■ **AIM OF THE TASK**: In the entries below, filter for the word "when" and copy every matching line.

■ **SUPPLIED DATA**:
Segment Open

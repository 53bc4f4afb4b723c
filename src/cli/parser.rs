// CLI parsing utilities for the modify command

use chrono::NaiveDate;
use crate::models::{find_category, Category, Priority, Repeat, Task, TaskStatus};
use crate::store::TaskPatch;
use crate::utils::fuzzy::suggest;
use crate::utils::{parse_date_expr, parse_datetime_expr};

/// Parsed `modify` arguments
#[derive(Debug, Default)]
pub struct ModifyArgs {
    /// Bare words; when present they replace the title
    pub title_words: Vec<String>,
    pub patch: TaskPatch,
    pub tags_add: Vec<String>,
    pub tags_remove: Vec<String>,
}

impl ModifyArgs {
    pub fn is_empty(&self) -> bool {
        self.title_words.is_empty()
            && self.patch.is_empty()
            && self.tags_add.is_empty()
            && self.tags_remove.is_empty()
    }

    /// Fold title words and tag edits into a patch against the current task
    pub fn into_patch(self, task: &Task) -> TaskPatch {
        let mut patch = self.patch;
        if !self.title_words.is_empty() {
            patch.title = Some(self.title_words.join(" "));
        }
        if !self.tags_add.is_empty() || !self.tags_remove.is_empty() {
            let mut tags: Vec<String> = task
                .tags
                .iter()
                .filter(|t| !self.tags_remove.contains(t))
                .cloned()
                .collect();
            for tag in self.tags_add {
                if !tags.contains(&tag) {
                    tags.push(tag);
                }
            }
            patch.tags = Some(tags);
        }
        patch
    }
}

#[derive(Debug)]
pub enum FieldParseError {
    InvalidFieldName {
        field: String,
        suggestion: String,
    },
    ReadOnlyField {
        field: String,
        hint: String,
    },
    UnknownFieldToken {
        token: String,
    },
    InvalidValue {
        field: String,
        message: String,
    },
    InvalidTag {
        message: String,
    },
}

impl std::fmt::Display for FieldParseError {
    fn fmt(&self, f: &mut std::fmt::Formatter<'_>) -> std::fmt::Result {
        match self {
            FieldParseError::InvalidFieldName { field, suggestion } => {
                write!(f, "Unrecognized field name '{}'\n  Did you mean '{}'?", field, suggestion)
            }
            FieldParseError::ReadOnlyField { field, hint } => {
                write!(f, "Field '{}' cannot be modified directly.\n  {}", field, hint)
            }
            FieldParseError::UnknownFieldToken { token } => {
                write!(f, "Unrecognized field token '{}'\n  If this is meant to be part of the title, remove the equals sign.", token)
            }
            FieldParseError::InvalidValue { field, message } => {
                write!(f, "Invalid value for '{}': {}", field, message)
            }
            FieldParseError::InvalidTag { message } => {
                write!(f, "{}", message)
            }
        }
    }
}

/// Valid field names (exact match only)
const FIELD_NAMES: &[&str] = &[
    "title",
    "category",
    "section",
    "priority",
    "repeat",
    "due",
    "remind",
    "status",
    "notes",
];

/// Fields that exist on a task but are maintained automatically
const READ_ONLY_FIELDS: &[&str] = &["id", "created", "streak", "completed"];

fn get_read_only_hint(field: &str) -> String {
    match field.to_lowercase().as_str() {
        "id" => "Task IDs are assigned automatically and cannot be changed.".to_string(),
        "created" => "Created timestamp is set automatically and cannot be changed.".to_string(),
        "streak" | "completed" => "Use 'taskpad done' to record a completion.".to_string(),
        _ => "This field is read-only.".to_string(),
    }
}

fn invalid(field: &str, message: String) -> FieldParseError {
    FieldParseError::InvalidValue { field: field.to_string(), message }
}

fn parse_category(value: &str, categories: &[Category]) -> Result<String, FieldParseError> {
    if let Some(category) = find_category(categories, value) {
        return Ok(category.id.clone());
    }
    let known = categories.iter().map(|c| c.id.as_str());
    let message = match suggest(value, known, 2) {
        Some(suggestion) => format!("unknown category '{}'. Did you mean '{}'?", value, suggestion),
        None => format!(
            "unknown category '{}'. Known categories: {}",
            value,
            categories.iter().map(|c| c.id.as_str()).collect::<Vec<_>>().join(", ")
        ),
    };
    Err(invalid("category", message))
}

fn apply_field(
    patch: &mut TaskPatch,
    field: &str,
    value: &str,
    categories: &[Category],
    today: NaiveDate,
) -> Result<(), FieldParseError> {
    let none = value.is_empty() || value.eq_ignore_ascii_case("none");
    match field {
        "title" => {
            if value.trim().is_empty() {
                return Err(invalid(field, "title cannot be empty".to_string()));
            }
            patch.title = Some(value.to_string());
        }
        "category" => patch.category = Some(parse_category(value, categories)?),
        "section" => patch.section = Some(if none { String::new() } else { value.to_string() }),
        "notes" => patch.notes = Some(if none { String::new() } else { value.to_string() }),
        "priority" => {
            let priority = if none { Some(Priority::None) } else { Priority::from_str(value) };
            patch.priority = Some(priority.ok_or_else(|| {
                invalid(field, format!("'{}'. Expected high, medium, low or none", value))
            })?);
        }
        "repeat" => {
            let repeat = if none { Some(Repeat::None) } else { Repeat::from_str(value) };
            patch.repeat = Some(repeat.ok_or_else(|| {
                invalid(field, format!("'{}'. Expected daily, weekly, monthly, yearly or none", value))
            })?);
        }
        "status" => {
            let status = TaskStatus::from_str(value).ok_or_else(|| {
                invalid(field, format!("'{}'. Expected todo, in-progress or done", value))
            })?;
            patch.status = Some(status);
        }
        "due" => {
            let due = parse_date_expr(value, today).map_err(|e| invalid(field, e.to_string()))?;
            patch.due_date = Some(due);
        }
        "remind" => {
            let at = parse_datetime_expr(value).map_err(|e| invalid(field, e.to_string()))?;
            patch.reminder_at = Some(at);
        }
        _ => unreachable!("field names are checked against FIELD_NAMES"),
    }
    Ok(())
}

/// Parse a field token (field=value)
///
/// Returns `Ok(None)` when the token is not a field assignment.
fn parse_field_token(token: &str) -> Result<Option<(String, String)>, FieldParseError> {
    let Some((field, value)) = token.split_once('=') else {
        return Ok(None);
    };

    if READ_ONLY_FIELDS.iter().any(|f| f.eq_ignore_ascii_case(field)) {
        return Err(FieldParseError::ReadOnlyField {
            field: field.to_string(),
            hint: get_read_only_hint(field),
        });
    }

    if FIELD_NAMES.contains(&field) {
        return Ok(Some((field.to_string(), value.to_string())));
    }

    if let Some(suggestion) = suggest(field, FIELD_NAMES.iter().copied(), 3) {
        return Err(FieldParseError::InvalidFieldName {
            field: field.to_string(),
            suggestion: suggestion.to_string(),
        });
    }

    // Alphabetic left-hand side looks like an attempted field
    if field.len() >= 2 && field.chars().all(|c| c.is_ascii_alphabetic() || c == '_' || c == '.') {
        return Err(FieldParseError::UnknownFieldToken { token: token.to_string() });
    }

    Ok(None)
}

/// Parse a tag token (+tag or -tag)
fn parse_tag_token(token: &str) -> Result<Option<(bool, String)>, FieldParseError> {
    let (add, name) = if let Some(name) = token.strip_prefix('+') {
        (true, name)
    } else if let Some(name) = token.strip_prefix('-') {
        (false, name)
    } else {
        return Ok(None);
    };

    if name.is_empty() {
        return Err(FieldParseError::InvalidTag {
            message: "Tag name cannot be empty. Use '+tagname' to add a tag.".to_string(),
        });
    }
    if !name.chars().all(|c| c.is_alphanumeric() || c == '_' || c == '-') {
        return Err(FieldParseError::InvalidTag {
            message: format!("Invalid tag '{}'. Tags can only contain letters, numbers, underscores and hyphens.", name),
        });
    }
    Ok(Some((add, name.to_lowercase())))
}

/// Parse `modify` arguments
///
/// Field tokens, tag tokens and title words can appear in any order.
pub fn parse_modify_args(
    args: &[String],
    categories: &[Category],
    today: NaiveDate,
) -> Result<ModifyArgs, FieldParseError> {
    let mut parsed = ModifyArgs::default();

    for arg in args {
        if let Some((field, value)) = parse_field_token(arg)? {
            apply_field(&mut parsed.patch, &field, &value, categories, today)?;
            continue;
        }
        match parse_tag_token(arg)? {
            Some((true, tag)) => parsed.tags_add.push(tag),
            Some((false, tag)) => parsed.tags_remove.push(tag),
            None => parsed.title_words.push(arg.clone()),
        }
    }

    Ok(parsed)
}

#[cfg(test)]
mod tests {
    use super::*;
    use crate::models::default_categories;

    fn args(words: &[&str]) -> Vec<String> {
        words.iter().map(|w| w.to_string()).collect()
    }

    fn today() -> NaiveDate {
        NaiveDate::from_ymd_opt(2026, 10, 16).unwrap()
    }

    #[test]
    fn test_fields_and_tags() {
        let parsed = parse_modify_args(
            &args(&["priority=high", "+urgent", "due=tomorrow", "-old", "category=Work"]),
            &default_categories(),
            today(),
        )
        .unwrap();
        assert_eq!(parsed.patch.priority, Some(Priority::High));
        assert_eq!(parsed.patch.due_date, Some(NaiveDate::from_ymd_opt(2026, 10, 17)));
        assert_eq!(parsed.patch.category, Some("work".to_string()));
        assert_eq!(parsed.tags_add, vec!["urgent"]);
        assert_eq!(parsed.tags_remove, vec!["old"]);
        assert!(parsed.title_words.is_empty());
    }

    #[test]
    fn test_clear_values() {
        let parsed = parse_modify_args(&args(&["due=", "remind=none", "section="]), &default_categories(), today()).unwrap();
        assert_eq!(parsed.patch.due_date, Some(None));
        assert_eq!(parsed.patch.reminder_at, Some(None));
        assert_eq!(parsed.patch.section, Some(String::new()));
    }

    #[test]
    fn test_title_words_and_tag_merge() {
        let mut task = Task::new("old".to_string(), "work".to_string(), today().and_hms_opt(9, 0, 0).unwrap());
        task.tags = vec!["a".to_string(), "b".to_string()];
        let parsed = parse_modify_args(&args(&["new", "title", "+c", "-a", "+b"]), &default_categories(), today()).unwrap();
        let patch = parsed.into_patch(&task);
        assert_eq!(patch.title, Some("new title".to_string()));
        assert_eq!(patch.tags, Some(vec!["b".to_string(), "c".to_string()]));
    }

    #[test]
    fn test_typo_suggests_field() {
        match parse_modify_args(&args(&["priorty=high"]), &default_categories(), today()) {
            Err(FieldParseError::InvalidFieldName { field, suggestion }) => {
                assert_eq!(field, "priorty");
                assert_eq!(suggestion, "priority");
            }
            other => panic!("Expected InvalidFieldName, got {:?}", other),
        }
    }

    #[test]
    fn test_unknown_category_suggests() {
        let err = parse_modify_args(&args(&["category=wrok"]), &default_categories(), today()).unwrap_err();
        assert!(err.to_string().contains("Did you mean 'work'?"));
    }

    #[test]
    fn test_read_only_and_bad_values() {
        assert!(matches!(
            parse_modify_args(&args(&["streak=4"]), &default_categories(), today()),
            Err(FieldParseError::ReadOnlyField { .. })
        ));
        assert!(matches!(
            parse_modify_args(&args(&["priority=urgent"]), &default_categories(), today()),
            Err(FieldParseError::InvalidValue { .. })
        ));
        assert!(matches!(
            parse_modify_args(&args(&["+"]), &default_categories(), today()),
            Err(FieldParseError::InvalidTag { .. })
        ));
    }

    #[test]
    fn test_time_words_stay_in_title() {
        let parsed = parse_modify_args(&args(&["call", "at", "09:00"]), &default_categories(), today()).unwrap();
        assert_eq!(parsed.title_words, vec!["call", "at", "09:00"]);
    }
}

Segment Closed

■ **PROBLEM SOLUTION**:
    /// Bare words; when present they replace the title
/// Returns `Ok(None)` when the token is not a field assignment.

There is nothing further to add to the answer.